- [What is being asked]
Every entry is to be returned verbatim.

# # #

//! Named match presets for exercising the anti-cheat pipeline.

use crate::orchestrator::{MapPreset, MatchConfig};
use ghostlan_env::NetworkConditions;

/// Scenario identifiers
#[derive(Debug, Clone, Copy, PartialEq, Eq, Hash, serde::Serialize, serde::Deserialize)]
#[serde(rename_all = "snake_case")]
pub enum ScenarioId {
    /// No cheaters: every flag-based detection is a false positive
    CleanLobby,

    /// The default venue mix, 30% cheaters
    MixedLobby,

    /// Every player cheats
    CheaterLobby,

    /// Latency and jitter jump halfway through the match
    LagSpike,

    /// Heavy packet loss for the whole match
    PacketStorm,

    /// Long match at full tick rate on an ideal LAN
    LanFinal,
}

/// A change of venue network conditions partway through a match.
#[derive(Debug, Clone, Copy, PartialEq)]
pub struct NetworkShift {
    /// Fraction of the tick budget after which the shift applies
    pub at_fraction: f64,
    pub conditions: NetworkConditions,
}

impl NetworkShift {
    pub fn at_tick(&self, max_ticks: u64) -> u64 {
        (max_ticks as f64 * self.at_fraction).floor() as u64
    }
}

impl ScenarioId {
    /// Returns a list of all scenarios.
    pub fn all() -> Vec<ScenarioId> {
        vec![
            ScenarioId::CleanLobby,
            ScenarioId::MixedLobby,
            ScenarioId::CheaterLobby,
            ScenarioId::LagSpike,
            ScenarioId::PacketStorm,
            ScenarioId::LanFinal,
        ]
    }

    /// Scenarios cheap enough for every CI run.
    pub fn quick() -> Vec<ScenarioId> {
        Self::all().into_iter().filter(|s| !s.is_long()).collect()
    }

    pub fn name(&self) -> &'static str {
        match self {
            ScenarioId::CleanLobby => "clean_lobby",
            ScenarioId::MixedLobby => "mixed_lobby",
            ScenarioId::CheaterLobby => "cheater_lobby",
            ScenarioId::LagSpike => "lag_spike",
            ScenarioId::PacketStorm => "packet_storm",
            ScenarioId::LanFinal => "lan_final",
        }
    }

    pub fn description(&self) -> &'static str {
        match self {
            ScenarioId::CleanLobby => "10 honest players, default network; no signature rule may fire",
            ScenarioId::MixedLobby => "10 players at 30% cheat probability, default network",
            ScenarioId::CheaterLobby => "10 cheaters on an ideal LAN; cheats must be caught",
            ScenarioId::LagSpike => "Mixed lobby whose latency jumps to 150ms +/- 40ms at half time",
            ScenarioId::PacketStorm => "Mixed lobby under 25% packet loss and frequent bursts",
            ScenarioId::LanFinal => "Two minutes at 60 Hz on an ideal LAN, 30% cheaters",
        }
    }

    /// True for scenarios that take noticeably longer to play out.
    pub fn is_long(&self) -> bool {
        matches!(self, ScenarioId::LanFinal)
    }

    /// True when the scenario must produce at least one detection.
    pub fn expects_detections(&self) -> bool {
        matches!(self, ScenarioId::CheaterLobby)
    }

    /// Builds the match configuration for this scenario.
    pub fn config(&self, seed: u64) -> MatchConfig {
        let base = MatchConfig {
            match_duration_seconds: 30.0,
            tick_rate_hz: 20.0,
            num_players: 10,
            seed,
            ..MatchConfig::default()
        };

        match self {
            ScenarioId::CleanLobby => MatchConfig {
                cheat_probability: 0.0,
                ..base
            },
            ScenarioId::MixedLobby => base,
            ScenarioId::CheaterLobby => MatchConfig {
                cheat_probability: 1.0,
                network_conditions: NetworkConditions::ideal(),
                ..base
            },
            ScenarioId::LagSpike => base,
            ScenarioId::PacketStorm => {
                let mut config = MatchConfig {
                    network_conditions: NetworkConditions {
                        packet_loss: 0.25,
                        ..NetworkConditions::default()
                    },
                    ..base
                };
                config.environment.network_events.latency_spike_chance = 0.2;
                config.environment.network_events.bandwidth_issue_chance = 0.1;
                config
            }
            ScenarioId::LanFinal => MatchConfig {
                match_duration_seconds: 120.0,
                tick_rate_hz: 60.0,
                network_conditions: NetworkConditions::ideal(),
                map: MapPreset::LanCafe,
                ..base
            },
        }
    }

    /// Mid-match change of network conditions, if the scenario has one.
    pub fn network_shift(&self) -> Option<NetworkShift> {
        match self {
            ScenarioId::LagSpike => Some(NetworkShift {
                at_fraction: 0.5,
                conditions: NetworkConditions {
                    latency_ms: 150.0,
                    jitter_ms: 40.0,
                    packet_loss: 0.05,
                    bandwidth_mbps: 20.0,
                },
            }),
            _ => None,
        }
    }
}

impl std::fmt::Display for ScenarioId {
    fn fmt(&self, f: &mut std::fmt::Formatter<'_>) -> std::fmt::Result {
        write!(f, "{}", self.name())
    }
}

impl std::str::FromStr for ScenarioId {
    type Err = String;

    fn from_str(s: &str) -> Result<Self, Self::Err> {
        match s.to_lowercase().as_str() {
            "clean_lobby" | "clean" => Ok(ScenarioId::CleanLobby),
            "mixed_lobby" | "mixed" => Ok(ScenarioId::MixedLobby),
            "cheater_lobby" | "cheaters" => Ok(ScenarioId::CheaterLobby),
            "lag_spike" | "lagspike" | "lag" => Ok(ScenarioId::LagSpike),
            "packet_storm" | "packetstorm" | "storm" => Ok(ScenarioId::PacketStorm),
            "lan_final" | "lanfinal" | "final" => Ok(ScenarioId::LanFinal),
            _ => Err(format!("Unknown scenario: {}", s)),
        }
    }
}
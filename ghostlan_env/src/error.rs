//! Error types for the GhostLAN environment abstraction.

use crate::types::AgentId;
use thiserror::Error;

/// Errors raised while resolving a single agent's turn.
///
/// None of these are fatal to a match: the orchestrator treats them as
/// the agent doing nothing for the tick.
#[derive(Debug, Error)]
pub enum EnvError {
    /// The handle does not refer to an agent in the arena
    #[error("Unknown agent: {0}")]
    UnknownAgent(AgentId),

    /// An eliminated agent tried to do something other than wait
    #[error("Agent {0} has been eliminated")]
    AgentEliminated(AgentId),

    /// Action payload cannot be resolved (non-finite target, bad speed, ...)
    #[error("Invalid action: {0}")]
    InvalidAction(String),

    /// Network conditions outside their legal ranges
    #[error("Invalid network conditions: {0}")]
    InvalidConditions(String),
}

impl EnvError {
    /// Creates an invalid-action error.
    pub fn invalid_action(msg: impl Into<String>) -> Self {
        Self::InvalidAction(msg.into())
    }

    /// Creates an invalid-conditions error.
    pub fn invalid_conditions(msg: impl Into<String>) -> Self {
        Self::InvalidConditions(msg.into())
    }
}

# # #

- [Written reply]
//! Named match presets for exercising the anti-cheat pipeline.

use crate::orchestrator::{MapPreset, MatchConfig};
use ghostlan_env::NetworkConditions;

/// Scenario identifiers
#[derive(Debug, Clone, Copy, PartialEq, Eq, Hash, serde::Serialize, serde::Deserialize)]
#[serde(rename_all = "snake_case")]
pub enum ScenarioId {
    /// No cheaters: every flag-based detection is a false positive
    CleanLobby,

    /// The default venue mix, 30% cheaters
    MixedLobby,

    /// Every player cheats
    CheaterLobby,

    /// Latency and jitter jump halfway through the match
    LagSpike,

    /// Heavy packet loss for the whole match
    PacketStorm,

    /// Long match at full tick rate on an ideal LAN
    LanFinal,
}

/// A change of venue network conditions partway through a match.
#[derive(Debug, Clone, Copy, PartialEq)]
pub struct NetworkShift {
    /// Fraction of the tick budget after which the shift applies
    pub at_fraction: f64,
    pub conditions: NetworkConditions,
}

impl NetworkShift {
    pub fn at_tick(&self, max_ticks: u64) -> u64 {
        (max_ticks as f64 * self.at_fraction).floor() as u64
    }
}

impl ScenarioId {
    /// Returns a list of all scenarios.
    pub fn all() -> Vec<ScenarioId> {
        vec![
            ScenarioId::CleanLobby,
            ScenarioId::MixedLobby,
            ScenarioId::CheaterLobby,
            ScenarioId::LagSpike,
            ScenarioId::PacketStorm,
            ScenarioId::LanFinal,
        ]
    }

    /// Scenarios cheap enough for every CI run.
    pub fn quick() -> Vec<ScenarioId> {
        Self::all().into_iter().filter(|s| !s.is_long()).collect()
    }

    pub fn name(&self) -> &'static str {
        match self {
            ScenarioId::CleanLobby => "clean_lobby",
            ScenarioId::MixedLobby => "mixed_lobby",
            ScenarioId::CheaterLobby => "cheater_lobby",
            ScenarioId::LagSpike => "lag_spike",
            ScenarioId::PacketStorm => "packet_storm",
            ScenarioId::LanFinal => "lan_final",
        }
    }

    pub fn description(&self) -> &'static str {
        match self {
            ScenarioId::CleanLobby => "10 honest players, default network; no signature rule may fire",
            ScenarioId::MixedLobby => "10 players at 30% cheat probability, default network",
            ScenarioId::CheaterLobby => "10 cheaters on an ideal LAN; cheats must be caught",
            ScenarioId::LagSpike => "Mixed lobby whose latency jumps to 150ms +/- 40ms at half time",
            ScenarioId::PacketStorm => "Mixed lobby under 25% packet loss and frequent bursts",
            ScenarioId::LanFinal => "Two minutes at 60 Hz on an ideal LAN, 30% cheaters",
        }
    }

    /// True for scenarios that take noticeably longer to play out.
    pub fn is_long(&self) -> bool {
        matches!(self, ScenarioId::LanFinal)
    }

    /// True when the scenario must produce at least one detection.
    pub fn expects_detections(&self) -> bool {
        matches!(self, ScenarioId::CheaterLobby)
    }

    /// Builds the match configuration for this scenario.
    pub fn config(&self, seed: u64) -> MatchConfig {
        let base = MatchConfig {
            match_duration_seconds: 30.0,
            tick_rate_hz: 20.0,
            num_players: 10,
            seed,
            ..MatchConfig::default()
        };

        match self {
            ScenarioId::CleanLobby => MatchConfig {
                cheat_probability: 0.0,
                ..base
            },
            ScenarioId::MixedLobby => base,
            ScenarioId::CheaterLobby => MatchConfig {
                cheat_probability: 1.0,
                network_conditions: NetworkConditions::ideal(),
                ..base
            },
            ScenarioId::LagSpike => base,
            ScenarioId::PacketStorm => {
                let mut config = MatchConfig {
                    network_conditions: NetworkConditions {
                        packet_loss: 0.25,
                        ..NetworkConditions::default()
                    },
                    ..base
                };
                config.environment.network_events.latency_spike_chance = 0.2;
                config.environment.network_events.bandwidth_issue_chance = 0.1;
                config
            }
            ScenarioId::LanFinal => MatchConfig {
                match_duration_seconds: 120.0,
                tick_rate_hz: 60.0,
                network_conditions: NetworkConditions::ideal(),
                map: MapPreset::LanCafe,
                ..base
            },
        }
    }

    /// Mid-match change of network conditions, if the scenario has one.
    pub fn network_shift(&self) -> Option<NetworkShift> {
        match self {
            ScenarioId::LagSpike => Some(NetworkShift {
                at_fraction: 0.5,
                conditions: NetworkConditions {
                    latency_ms: 150.0,
                    jitter_ms: 40.0,
                    packet_loss: 0.05,
                    bandwidth_mbps: 20.0,
                },
            }),
            _ => None,
        }
    }
}

impl std::fmt::Display for ScenarioId {
    fn fmt(&self, f: &mut std::fmt::Formatter<'_>) -> std::fmt::Result {
        write!(f, "{}", self.name())
    }
}

impl std::str::FromStr for ScenarioId {
    type Err = String;

    fn from_str(s: &str) -> Result<Self, Self::Err> {
        match s.to_lowercase().as_str() {
            "clean_lobby" | "clean" => Ok(ScenarioId::CleanLobby),
            "mixed_lobby" | "mixed" => Ok(ScenarioId::MixedLobby),
            "cheater_lobby" | "cheaters" => Ok(ScenarioId::CheaterLobby),
            "lag_spike" | "lagspike" | "lag" => Ok(ScenarioId::LagSpike),
            "packet_storm" | "packetstorm" | "storm" => Ok(ScenarioId::PacketStorm),
            "lan_final" | "lanfinal" | "final" => Ok(ScenarioId::LanFinal),
            _ => Err(format!("Unknown scenario: {}", s)),
        }
    }
}
filename ghostlan_env/src/error.rs
//! Error types for the GhostLAN environment abstraction.

use crate::types::AgentId;
use thiserror::Error;

/// Errors raised while resolving a single agent's turn.
///
/// None of these are fatal to a match: the orchestrator treats them as
/// the agent doing nothing for the tick.
#[derive(Debug, Error)]
pub enum EnvError {
    /// The handle does not refer to an agent in the arena
    #[error("Unknown agent: {0}")]
    UnknownAgent(AgentId),

    /// An eliminated agent tried to do something other than wait
    #[error("Agent {0} has been eliminated")]
    AgentEliminated(AgentId),

    /// Action payload cannot be resolved (non-finite target, bad speed, ...)
    #[error("Invalid action: {0}")]
    InvalidAction(String),

    /// Network conditions outside their legal ranges
    #[error("Invalid network conditions: {0}")]
    InvalidConditions(String),
}

impl EnvError {
    /// Creates an invalid-action error.
    pub fn invalid_action(msg: impl Into<String>) -> Self {
        Self::InvalidAction(msg.into())
    }

    /// Creates an invalid-conditions error.
    pub fn invalid_conditions(msg: impl Into<String>) -> Self {
        Self::InvalidConditions(msg.into())
    }
}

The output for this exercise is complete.